What needs to be done
Note each line of the listing that contains the string "prefixed", and copy it.

Data for this exercise
* * * * * * *
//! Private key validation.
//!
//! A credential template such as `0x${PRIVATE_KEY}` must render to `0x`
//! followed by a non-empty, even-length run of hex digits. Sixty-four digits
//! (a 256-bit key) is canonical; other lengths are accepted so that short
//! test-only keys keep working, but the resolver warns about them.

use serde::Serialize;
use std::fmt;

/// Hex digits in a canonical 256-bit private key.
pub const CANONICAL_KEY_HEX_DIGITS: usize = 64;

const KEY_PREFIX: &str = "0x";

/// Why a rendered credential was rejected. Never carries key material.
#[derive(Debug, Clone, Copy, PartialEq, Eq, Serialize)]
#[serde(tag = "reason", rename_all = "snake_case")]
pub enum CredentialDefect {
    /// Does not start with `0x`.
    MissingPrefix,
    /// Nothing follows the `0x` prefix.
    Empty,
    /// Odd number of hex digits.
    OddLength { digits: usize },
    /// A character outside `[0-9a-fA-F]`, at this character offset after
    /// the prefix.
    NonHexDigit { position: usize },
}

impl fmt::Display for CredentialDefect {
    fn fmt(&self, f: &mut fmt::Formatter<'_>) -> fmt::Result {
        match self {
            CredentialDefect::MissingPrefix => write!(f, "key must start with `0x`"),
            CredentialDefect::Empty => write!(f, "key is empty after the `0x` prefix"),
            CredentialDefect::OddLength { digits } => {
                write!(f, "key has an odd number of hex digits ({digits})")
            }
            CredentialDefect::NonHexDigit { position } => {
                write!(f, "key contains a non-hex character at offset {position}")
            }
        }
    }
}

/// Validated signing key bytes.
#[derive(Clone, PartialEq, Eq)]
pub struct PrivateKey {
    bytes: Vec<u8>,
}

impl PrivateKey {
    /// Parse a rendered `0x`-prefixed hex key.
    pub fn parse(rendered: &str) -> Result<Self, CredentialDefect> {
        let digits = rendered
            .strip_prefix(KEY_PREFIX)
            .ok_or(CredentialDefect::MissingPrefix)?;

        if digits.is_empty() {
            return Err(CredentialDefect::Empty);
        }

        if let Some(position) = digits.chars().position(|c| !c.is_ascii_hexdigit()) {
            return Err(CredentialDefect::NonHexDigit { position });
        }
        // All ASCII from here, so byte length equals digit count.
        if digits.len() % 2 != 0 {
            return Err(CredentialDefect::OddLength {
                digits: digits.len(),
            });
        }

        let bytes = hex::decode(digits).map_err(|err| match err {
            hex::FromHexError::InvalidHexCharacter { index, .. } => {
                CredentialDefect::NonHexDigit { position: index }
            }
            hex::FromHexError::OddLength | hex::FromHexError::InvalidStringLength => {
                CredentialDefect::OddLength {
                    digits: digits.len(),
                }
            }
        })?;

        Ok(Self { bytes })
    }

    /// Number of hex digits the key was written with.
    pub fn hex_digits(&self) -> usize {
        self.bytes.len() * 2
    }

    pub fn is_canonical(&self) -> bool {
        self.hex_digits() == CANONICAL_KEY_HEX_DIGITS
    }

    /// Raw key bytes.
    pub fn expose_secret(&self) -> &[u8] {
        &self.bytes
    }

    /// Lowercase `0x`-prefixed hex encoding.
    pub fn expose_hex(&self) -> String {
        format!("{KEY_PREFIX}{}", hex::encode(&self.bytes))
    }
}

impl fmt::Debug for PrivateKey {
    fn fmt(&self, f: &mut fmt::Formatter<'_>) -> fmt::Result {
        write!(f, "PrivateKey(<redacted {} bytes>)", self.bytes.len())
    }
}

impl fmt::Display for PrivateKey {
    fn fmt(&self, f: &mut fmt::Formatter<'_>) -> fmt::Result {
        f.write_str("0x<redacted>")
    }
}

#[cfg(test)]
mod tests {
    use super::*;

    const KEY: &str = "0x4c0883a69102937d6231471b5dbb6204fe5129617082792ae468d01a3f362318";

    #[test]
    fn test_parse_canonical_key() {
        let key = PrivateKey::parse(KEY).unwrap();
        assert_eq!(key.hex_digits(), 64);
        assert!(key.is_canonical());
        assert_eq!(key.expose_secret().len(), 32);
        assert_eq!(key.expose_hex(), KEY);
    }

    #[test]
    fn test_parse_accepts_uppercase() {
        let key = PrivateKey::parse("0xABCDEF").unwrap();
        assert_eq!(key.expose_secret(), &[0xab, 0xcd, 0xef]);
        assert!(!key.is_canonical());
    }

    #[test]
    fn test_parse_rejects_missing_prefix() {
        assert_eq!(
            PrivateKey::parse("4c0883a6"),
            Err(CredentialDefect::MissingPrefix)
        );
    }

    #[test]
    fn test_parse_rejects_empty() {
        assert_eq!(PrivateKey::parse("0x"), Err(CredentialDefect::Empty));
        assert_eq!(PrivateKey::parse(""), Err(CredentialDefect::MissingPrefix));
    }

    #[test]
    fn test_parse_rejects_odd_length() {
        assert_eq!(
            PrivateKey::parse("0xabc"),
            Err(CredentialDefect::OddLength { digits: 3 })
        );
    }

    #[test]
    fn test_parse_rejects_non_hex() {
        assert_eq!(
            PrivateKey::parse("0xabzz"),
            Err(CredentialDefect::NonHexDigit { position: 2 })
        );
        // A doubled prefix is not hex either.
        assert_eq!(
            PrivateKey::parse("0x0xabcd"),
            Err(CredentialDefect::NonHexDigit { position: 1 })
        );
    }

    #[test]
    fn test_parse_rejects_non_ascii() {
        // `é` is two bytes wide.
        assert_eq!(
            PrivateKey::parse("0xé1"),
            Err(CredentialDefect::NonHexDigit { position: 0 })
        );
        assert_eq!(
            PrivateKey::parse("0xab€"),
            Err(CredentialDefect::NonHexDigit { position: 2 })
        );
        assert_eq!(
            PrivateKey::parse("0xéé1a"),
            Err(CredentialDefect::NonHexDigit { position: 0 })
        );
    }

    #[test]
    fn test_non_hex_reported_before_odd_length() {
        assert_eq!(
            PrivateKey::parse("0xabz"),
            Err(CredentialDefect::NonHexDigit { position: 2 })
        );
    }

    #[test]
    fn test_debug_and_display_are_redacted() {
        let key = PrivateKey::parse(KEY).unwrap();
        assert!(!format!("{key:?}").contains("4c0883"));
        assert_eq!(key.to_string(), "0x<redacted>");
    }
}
* * * * * * *
Response to the exercise
    /// Parse a rendered `0x`-prefixed hex key.
    /// Lowercase `0x`-prefixed hex encoding.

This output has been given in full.